Christmas Nativity mangerOn the Second Sunday of Advent I preached a sermon the subject of which was time, specifically on the minutiae that governs our temporal reality. Like sands in an hour glass, so are the days of our lives.

Now I would like to revisit the subject of time from a different perspective—time travel. This is not so fantastic as it seems. I’m not talking about H G Wells or a radioactive Delorean powered by a flux capacitor going 88 MPH (though that would be a pretty cool ride).

Rather, I would argue that faith in the birth of Jesus Christ who is the same yesterday, today, and tomorrow takes us back to our past, teaches how to live well in the present, and hinges our hopes on the future when Christ returns.

Jesus is the Word made flesh existing for all ages and born in time 2,014 years ago today. To have faith in the creating God makes us sharers of his power—we become equipped to embark upon a magical mystery tour of the past, the present, and the future. Thus we dwell with God who has pitched his tent among us.

Scientifically speaking, time travel is possible, but presently we lack the technology. Stephen J. Hawking, the world’s foremost physicist, affirms that time travel will one day be accomplished.

A quadriplegic confined to a wheel chair, Hawking can speak only by using a computer. His physical condition hinders him in space but not in time; in fact, it enables him to dream thrilling scientific theorem.

“If I had a time machine,” he says, “I’d visit Marylyn Monroe in her prime and drop in on Galileo as he turned his telescope to the heavens.”

What is Christmas, if not a remembrance of things past, celebrated in the present and providing hope for the future? The Scriptures proclaim a breathtaking tapestry, a living Word that whispers in our hearts even as the prophets and evangelists preach the ear-splitting truth in time for posterity.

Something definitive has happened in history, Opus Dei, “the work of God.” The miracle of the birth of God is a gift to be accepted by people of good will, universally.  Those who have gone before us; ourselves today; and future generations.

These are the facts: Jesus was born in a stable in Bethlehem into a poor family (cf Lk 2:6-7). Encouraged by an angel the protoevangelist shepherds confirmed this when they stooped to enter the stable. Eyewitnesses, they preached the gospel that Christ the Lord was born. Throughout the ages the Church has never grown tired of singing the refrain of the shepherds.

It goes a long way back, this Story of God. Once upon a time when there was no time the Word was made flesh and lived among us (Jn 1:14a). An accurate rendering of that statement as written in Greek by Saint John is more concrete, literally, “he pitched his tent among us.”

The harmony of the cosmos that could help Professor Hawking get a date with Marylyn Monroe is not an impersonal force, like that of Luke Skywalker and Obi-Wan Kenobi a long time ago in a galaxy far, far away.

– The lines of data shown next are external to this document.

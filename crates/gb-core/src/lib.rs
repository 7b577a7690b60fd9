//! GB Core - Pure Rust DMG emulator library
//!
//! This crate provides the processing core of the original Game Boy: the
//! SM83 interpreter, the memory-mapped bus, cartridge bank switching and
//! the timer, interrupt, LCD and serial register blocks. It performs no
//! file I/O and renders no pixels.

#![forbid(unsafe_code)]

use thiserror::Error;

/// Flag arithmetic shared by the execution engine
pub mod alu;
/// Memory bus and mapping
pub mod bus;
/// Cartridge header parsing and bank controllers
pub mod cartridge;
/// SM83 registers, fetch loop and interrupt entry
pub mod cpu;
mod execute;
/// Opcode decoding into typed operations
pub mod instruction;
/// Interrupt flag and enable registers
pub mod interrupt;
/// LCD controller registers
pub mod lcd;
/// Serial port with output capture
pub mod serial;
/// Integration module for the complete system
pub mod system;
/// Synthetic ROMs and a flat bus for tests and benchmarks
pub mod testing;
/// Divider and timer
pub mod timer;

pub use cartridge::{Cartridge, CartridgeError};
pub use cpu::{Bus, Cpu, CpuError};
pub use system::{GameBoy, RunConfig, Step, StopReason};

/// Errors surfaced by the emulator
#[derive(Debug, Error)]
pub enum EmulatorError {
    #[error(transparent)]
    Cartridge(#[from] CartridgeError),
    #[error(transparent)]
    Cpu(#[from] CpuError),
}

pub type Result<T> = std::result::Result<T, EmulatorError>;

Not at all. As transcendent God he is master and commander of space and time though he exists outside these dimensions. There never was a was when God wasn’t.

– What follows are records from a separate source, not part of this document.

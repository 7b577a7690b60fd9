//! Memory bus and mapping
//!
//! The DMG memory map:
//! $0000-$3FFF - Cartridge ROM bank 0 (bank switchable on MBC1 in mode 1)
//! $4000-$7FFF - Cartridge switchable ROM bank
//! $8000-$9FFF - 8KB Video RAM
//! $A000-$BFFF - Cartridge RAM (if present and enabled)
//! $C000-$DFFF - 8KB Work RAM
//! $E000-$FDFF - Echo of $C000-$DDFF
//! $FE00-$FE9F - Object attribute memory
//! $FEA0-$FEFF - Not usable
//! $FF00-$FF7F - I/O registers
//! $FF80-$FFFE - High RAM
//! $FFFF       - Interrupt enable

use tracing::{debug, warn};

use crate::cartridge::Cartridge;
use crate::cpu::Bus;
use crate::interrupt::{Interrupt, Interrupts, INTERRUPT_FLAG_ADDRESS};
use crate::lcd::Lcd;
use crate::serial::Serial;
use crate::timer::Timer;

pub const VRAM_SIZE: usize = 0x2000;
pub const WRAM_SIZE: usize = 0x2000;
pub const OAM_SIZE: usize = 0xA0;
pub const HRAM_SIZE: usize = 0x7F;

const DMA_ADDRESS: u16 = 0xFF46;

/// System bus: owns the cartridge, RAM and the peripheral register blocks
#[derive(Debug, Clone)]
pub struct SystemBus {
    cartridge: Cartridge,
    vram: Box<[u8; VRAM_SIZE]>,
    wram: Box<[u8; WRAM_SIZE]>,
    oam: [u8; OAM_SIZE],
    hram: [u8; HRAM_SIZE],
    interrupts: Interrupts,
    timer: Timer,
    lcd: Lcd,
    serial: Serial,
}

impl SystemBus {
    pub fn new(cartridge: Cartridge) -> Self {
        Self {
            cartridge,
            vram: Box::new([0; VRAM_SIZE]),
            wram: Box::new([0; WRAM_SIZE]),
            oam: [0; OAM_SIZE],
            hram: [0; HRAM_SIZE],
            interrupts: Interrupts::new(),
            timer: Timer::new(),
            lcd: Lcd::new(),
            serial: Serial::new(),
        }
    }

    /// Advance the timer and the LCD line counter by `cycles` T-cycles
    pub fn tick(&mut self, cycles: u32) {
        self.timer.tick(cycles, &mut self.interrupts);
        self.lcd.tick(cycles, &mut self.interrupts);
    }

    /// Enabled interrupt sources that `tick` can still raise on its own.
    ///
    /// Serial transfers and the joypad need the CPU or a host to act, so a
    /// halted CPU waiting only on them never wakes.
    pub fn reachable_interrupts(&self) -> u8 {
        let mut sources = 0;
        if self.lcd.enabled() {
            sources |= Interrupt::VBlank.bit() | Interrupt::LcdStat.bit();
        }
        if self.timer.enabled() {
            sources |= Interrupt::Timer.bit();
        }
        self.interrupts.enable() & sources
    }

    pub fn cartridge(&self) -> &Cartridge {
        &self.cartridge
    }

    pub fn interrupts(&self) -> &Interrupts {
        &self.interrupts
    }

    pub fn interrupts_mut(&mut self) -> &mut Interrupts {
        &mut self.interrupts
    }

    pub fn timer(&self) -> &Timer {
        &self.timer
    }

    pub fn lcd(&self) -> &Lcd {
        &self.lcd
    }

    pub fn serial(&self) -> &Serial {
        &self.serial
    }

    pub fn serial_mut(&mut self) -> &mut Serial {
        &mut self.serial
    }

    pub fn oam(&self) -> &[u8] {
        &self.oam
    }

    fn read_io(&mut self, address: u16) -> u8 {
        match address {
            0xFF01..=0xFF02 => self.serial.read(address),
            0xFF04..=0xFF07 => self.timer.read(address),
            INTERRUPT_FLAG_ADDRESS => self.interrupts.flags(),
            0xFF40..=0xFF4B | 0xFF68..=0xFF6B => self.lcd.read(address),
            _ => {
                debug!("read from unassigned I/O register 0x{address:04X}");
                0xFF
            }
        }
    }

    fn write_io(&mut self, address: u16, value: u8) {
        match address {
            0xFF01..=0xFF02 => self.serial.write(address, value, &mut self.interrupts),
            0xFF04..=0xFF07 => self.timer.write(address, value),
            INTERRUPT_FLAG_ADDRESS => self.interrupts.set_flags(value),
            DMA_ADDRESS => {
                self.lcd.write(address, value, &mut self.interrupts);
                self.oam_dma(value);
            }
            0xFF40..=0xFF4B | 0xFF68..=0xFF6B => self.lcd.write(address, value, &mut self.interrupts),
            _ => debug!("write of 0x{value:02X} to unassigned I/O register 0x{address:04X} dropped"),
        }
    }

    /// Copy 160 bytes from `page << 8` into OAM
    fn oam_dma(&mut self, page: u8) {
        let source = u16::from(page) << 8;
        for offset in 0..OAM_SIZE as u16 {
            self.oam[usize::from(offset)] = self.read(source.wrapping_add(offset));
        }
    }
}

impl Bus for SystemBus {
    fn read(&mut self, address: u16) -> u8 {
        match address {
            0x0000..=0x7FFF | 0xA000..=0xBFFF => self.cartridge.read(address),
            0x8000..=0x9FFF => self.vram[usize::from(address - 0x8000)],
            0xC000..=0xDFFF => self.wram[usize::from(address - 0xC000)],
            0xE000..=0xFDFF => self.wram[usize::from(address - 0xE000)],
            0xFE00..=0xFE9F => self.oam[usize::from(address - 0xFE00)],
            0xFEA0..=0xFEFF => 0xFF,
            0xFF00..=0xFF7F => self.read_io(address),
            0xFF80..=0xFFFE => self.hram[usize::from(address - 0xFF80)],
            0xFFFF => self.interrupts.enable(),
        }
    }

    fn write(&mut self, address: u16, value: u8) {
        match address {
            0x0000..=0x7FFF | 0xA000..=0xBFFF => self.cartridge.write(address, value),
            0x8000..=0x9FFF => self.vram[usize::from(address - 0x8000)] = value,
            0xC000..=0xDFFF => self.wram[usize::from(address - 0xC000)] = value,
            0xE000..=0xFDFF => self.wram[usize::from(address - 0xE000)] = value,
            0xFE00..=0xFE9F => self.oam[usize::from(address - 0xFE00)] = value,
            0xFEA0..=0xFEFF => warn!("write of 0x{value:02X} to unusable address 0x{address:04X} ignored"),
            0xFF00..=0xFF7F => self.write_io(address, value),
            0xFF80..=0xFFFE => self.hram[usize::from(address - 0xFF80)] = value,
            0xFFFF => self.interrupts.set_enable(value),
        }
    }
}

#[cfg(test)]
mod tests {
    use super::*;
    use crate::testing::RomBuilder;

    fn bus() -> SystemBus {
        let image = RomBuilder::new().code(0x4000, &[0x5A]).build();
        SystemBus::new(Cartridge::load(&image).unwrap())
    }

    #[test]
    fn test_cartridge_windows() {
        let mut bus = bus();
        assert_eq!(bus.read(0x0104), 0xCE);
        assert_eq!(bus.read(0x4000), 0x5A);
        assert_eq!(bus.read(0xA000), 0xFF);
    }

    #[test]
    fn test_work_ram_and_echo() {
        let mut bus = bus();
        bus.write(0xC123, 0x42);
        assert_eq!(bus.read(0xE123), 0x42);
        bus.write(0xFDFF, 0x24);
        assert_eq!(bus.read(0xDDFF), 0x24);
    }

    #[test]
    fn test_vram_oam_hram() {
        let mut bus = bus();
        bus.write(0x8000, 0x01);
        bus.write(0xFE9F, 0x02);
        bus.write(0xFFFE, 0x03);
        assert_eq!(bus.read(0x8000), 0x01);
        assert_eq!(bus.read(0xFE9F), 0x02);
        assert_eq!(bus.read(0xFFFE), 0x03);
    }

    #[test]
    fn test_unusable_window() {
        let mut bus = bus();
        bus.write(0xFEA0, 0x12);
        assert_eq!(bus.read(0xFEA0), 0xFF);
        assert_eq!(bus.read(0xFEFF), 0xFF);
    }

    #[test]
    fn test_unassigned_io_reads_ff() {
        let mut bus = bus();
        bus.write(0xFF10, 0x80);
        assert_eq!(bus.read(0xFF10), 0xFF);
        assert_eq!(bus.read(0xFF7F), 0xFF);
    }

    #[test]
    fn test_interrupt_registers() {
        let mut bus = bus();
        bus.write(0xFF0F, 0x04);
        bus.write(0xFFFF, 0x05);
        assert_eq!(bus.read(0xFF0F), 0xE4);
        assert_eq!(bus.read(0xFFFF), 0x05);
        assert_eq!(bus.interrupts().pending(), 0x04);
    }

    #[test]
    fn test_oam_dma() {
        let mut bus = bus();
        for i in 0..OAM_SIZE as u16 {
            bus.write(0xC000 + i, i as u8);
        }
        bus.write(0xFF46, 0xC0);
        assert_eq!(bus.read(0xFE00), 0x00);
        assert_eq!(bus.read(0xFE9F), 0x9F);
        assert_eq!(bus.read(0xFF46), 0xC0);
    }

    #[test]
    fn test_tick_collects_timer_interrupt() {
        let mut bus = bus();
        bus.write(0xFF0F, 0x00);
        bus.write(0xFF04, 0x00);
        bus.write(0xFF05, 0xFF);
        bus.write(0xFF07, 0x05);
        bus.tick(16);
        assert_eq!(bus.read(0xFF0F) & 0x04, 0x04);
    }

    #[test]
    fn test_reachable_interrupts_follow_running_peripherals() {
        let mut bus = bus();
        bus.write(0xFFFF, 0x1F);
        // LCD on after boot, timer stopped
        assert_eq!(bus.reachable_interrupts(), 0x03);

        bus.write(0xFF07, 0x04);
        assert_eq!(bus.reachable_interrupts(), 0x07);

        bus.write(0xFF40, 0x00);
        assert_eq!(bus.reachable_interrupts(), 0x04);

        // Serial and joypad alone never count
        bus.write(0xFFFF, 0x18);
        assert_eq!(bus.reachable_interrupts(), 0x00);
    }
}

As a priest, I believe that God created everything out of nothing (that’s a good that a priest should believe that). You don’t need to be Albert Einstein to believe that God turned himself into a human being to live with us, to be closer to his people, and to display the great love he has for us.

We who are willing can obtain nearness to our creator. By refusing him, as many did from the very day he was born until he suffered death on a cross, we deprive ourselves of God’s power, lack the ability to clarify our lives in the past, the present, and the future. We peer only through a dark window.

After all, are we not baptized as priests, prophets, and kings? We belong to a royal family ruled by a Wonder- Counselor, God-Hero, Father-Forever, Prince of Peace, who long ago forged his plan that we might know him better. To know him is to love him and to love ourselves and others in return. All you need is love.

I have become the curator of my family’s collection of photo albums. When I look through them, as I often do, I notice how many of the photographs were taken at births of babies, at baptisms, weddings, Christmas, Easter, and the Fourth of July. These pictures existed before the “selfy.”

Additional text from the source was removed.